• [Data supplied]:
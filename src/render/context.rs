//! Context windows around comments and file boundaries, and the omitted-run
//! markers standing in for everything outside them.

use super::align::PairedLine;
use super::OmittedRun;

/// Row range kept visible, inclusive on both ends (0-based within a segment).
#[derive(Debug, Clone, Copy, PartialEq, Eq)]
pub(super) struct RowRange {
    pub start: usize,
    pub end: usize,
}

/// Elision parameters for one unchanged segment.
#[derive(Debug, Clone, Copy, PartialEq, Eq)]
pub(super) struct ElisionPolicy {
    pub window: usize,
    pub threshold: usize,
    /// The segment starts at the top of the file.
    pub file_initial: bool,
    /// The segment ends at the bottom of the file.
    pub file_final: bool,
}

#[derive(Debug, Clone, PartialEq, Eq)]
pub(super) enum PlanItem {
    Line(PairedLine),
    Omitted(OmittedRun),
}

/// Calculate kept row ranges around anchors, merging overlapping ranges.
pub(super) fn visible_ranges(
    commented_rows: &[usize],
    row_count: usize,
    policy: &ElisionPolicy,
) -> Vec<RowRange> {
    if row_count == 0 {
        return Vec::new();
    }
    let last = row_count - 1;
    let window = policy.window;

    let mut ranges: Vec<RowRange> = commented_rows
        .iter()
        .filter(|&&row| row <= last)
        .map(|&row| RowRange {
            start: row.saturating_sub(window),
            end: row.saturating_add(window).min(last),
        })
        .collect();
    if policy.file_initial && window > 0 {
        ranges.push(RowRange {
            start: 0,
            end: (window - 1).min(last),
        });
    }
    if policy.file_final && window > 0 {
        ranges.push(RowRange {
            start: row_count.saturating_sub(window),
            end: last,
        });
    }

    ranges.sort_by_key(|r| r.start);

    let mut merged: Vec<RowRange> = Vec::new();
    for range in ranges {
        if let Some(prev) = merged.last_mut() {
            if range.start <= prev.end + 1 {
                prev.end = prev.end.max(range.end);
                continue;
            }
        }
        merged.push(range);
    }
    merged
}

/// Collapse rows outside the visible ranges into omitted-run markers.
///
/// Segments at or below the threshold come back unchanged.
pub(super) fn elide(rows: Vec<PairedLine>, policy: &ElisionPolicy) -> Vec<PlanItem> {
    if rows.len() <= policy.threshold {
        return rows.into_iter().map(PlanItem::Line).collect();
    }

    let commented: Vec<usize> = rows
        .iter()
        .enumerate()
        .filter(|(_, row)| row.has_comments())
        .map(|(idx, _)| idx)
        .collect();
    let ranges = visible_ranges(&commented, rows.len(), policy);

    let mut items = Vec::new();
    let mut ranges = ranges.iter().peekable();
    let mut pending: Option<OmittedRun> = None;

    for (idx, row) in rows.into_iter().enumerate() {
        while ranges.next_if(|r| r.end < idx).is_some() {}
        let visible = ranges.peek().is_some_and(|r| r.start <= idx);

        if visible {
            if let Some(run) = pending.take() {
                items.push(PlanItem::Omitted(run));
            }
            items.push(PlanItem::Line(row));
        } else if let Some(run) = pending.as_mut() {
            run.count += 1;
        } else {
            pending = Some(OmittedRun {
                base_start: row.base.as_ref().map_or(0, |e| e.line_number),
                diff_start: row.diff.as_ref().map(|e| e.line_number),
                count: 1,
            });
        }
    }
    if let Some(run) = pending {
        items.push(PlanItem::Omitted(run));
    }
    items
}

• [Brief]: All of the material should be given again, character for character.

• [Your response]:
filename src/render/context.rs
//! Context windows around comments and file boundaries, and the omitted-run
//! markers standing in for everything outside them.

use super::align::PairedLine;
use super::OmittedRun;

/// Row range kept visible, inclusive on both ends (0-based within a segment).
#[derive(Debug, Clone, Copy, PartialEq, Eq)]
pub(super) struct RowRange {
    pub start: usize,
    pub end: usize,
}

/// Elision parameters for one unchanged segment.
#[derive(Debug, Clone, Copy, PartialEq, Eq)]
pub(super) struct ElisionPolicy {
    pub window: usize,
    pub threshold: usize,
    /// The segment starts at the top of the file.
    pub file_initial: bool,
    /// The segment ends at the bottom of the file.
    pub file_final: bool,
}

#[derive(Debug, Clone, PartialEq, Eq)]
pub(super) enum PlanItem {
    Line(PairedLine),
    Omitted(OmittedRun),
}

/// Calculate kept row ranges around anchors, merging overlapping ranges.
pub(super) fn visible_ranges(
    commented_rows: &[usize],
    row_count: usize,
    policy: &ElisionPolicy,
) -> Vec<RowRange> {
    if row_count == 0 {
        return Vec::new();
    }
    let last = row_count - 1;
    let window = policy.window;

    let mut ranges: Vec<RowRange> = commented_rows
        .iter()
        .filter(|&&row| row <= last)
        .map(|&row| RowRange {
            start: row.saturating_sub(window),
            end: row.saturating_add(window).min(last),
        })
        .collect();
    if policy.file_initial && window > 0 {
        ranges.push(RowRange {
            start: 0,
            end: (window - 1).min(last),
        });
    }
    if policy.file_final && window > 0 {
        ranges.push(RowRange {
            start: row_count.saturating_sub(window),
            end: last,
        });
    }

    ranges.sort_by_key(|r| r.start);

    let mut merged: Vec<RowRange> = Vec::new();
    for range in ranges {
        if let Some(prev) = merged.last_mut() {
            if range.start <= prev.end + 1 {
                prev.end = prev.end.max(range.end);
                continue;
            }
        }
        merged.push(range);
    }
    merged
}

/// Collapse rows outside the visible ranges into omitted-run markers.
///
/// Segments at or below the threshold come back unchanged.
pub(super) fn elide(rows: Vec<PairedLine>, policy: &ElisionPolicy) -> Vec<PlanItem> {
    if rows.len() <= policy.threshold {
        return rows.into_iter().map(PlanItem::Line).collect();
    }

    let commented: Vec<usize> = rows
        .iter()
        .enumerate()
        .filter(|(_, row)| row.has_comments())
        .map(|(idx, _)| idx)
        .collect();
    let ranges = visible_ranges(&commented, rows.len(), policy);

    let mut items = Vec::new();
    let mut ranges = ranges.iter().peekable();
    let mut pending: Option<OmittedRun> = None;

    for (idx, row) in rows.into_iter().enumerate() {
        while ranges.next_if(|r| r.end < idx).is_some() {}
        let visible = ranges.peek().is_some_and(|r| r.start <= idx);

        if visible {
            if let Some(run) = pending.take() {
                items.push(PlanItem::Omitted(run));
            }
            items.push(PlanItem::Line(row));
        } else if let Some(run) = pending.as_mut() {
            run.count += 1;
        } else {
            pending = Some(OmittedRun {
                base_start: row.base.as_ref().map_or(0, |e| e.line_number),
                diff_start: row.diff.as_ref().map(|e| e.line_number),
                count: 1,
            });
        }
    }
    if let Some(run) = pending {
        items.push(PlanItem::Omitted(run));
    }
    items
}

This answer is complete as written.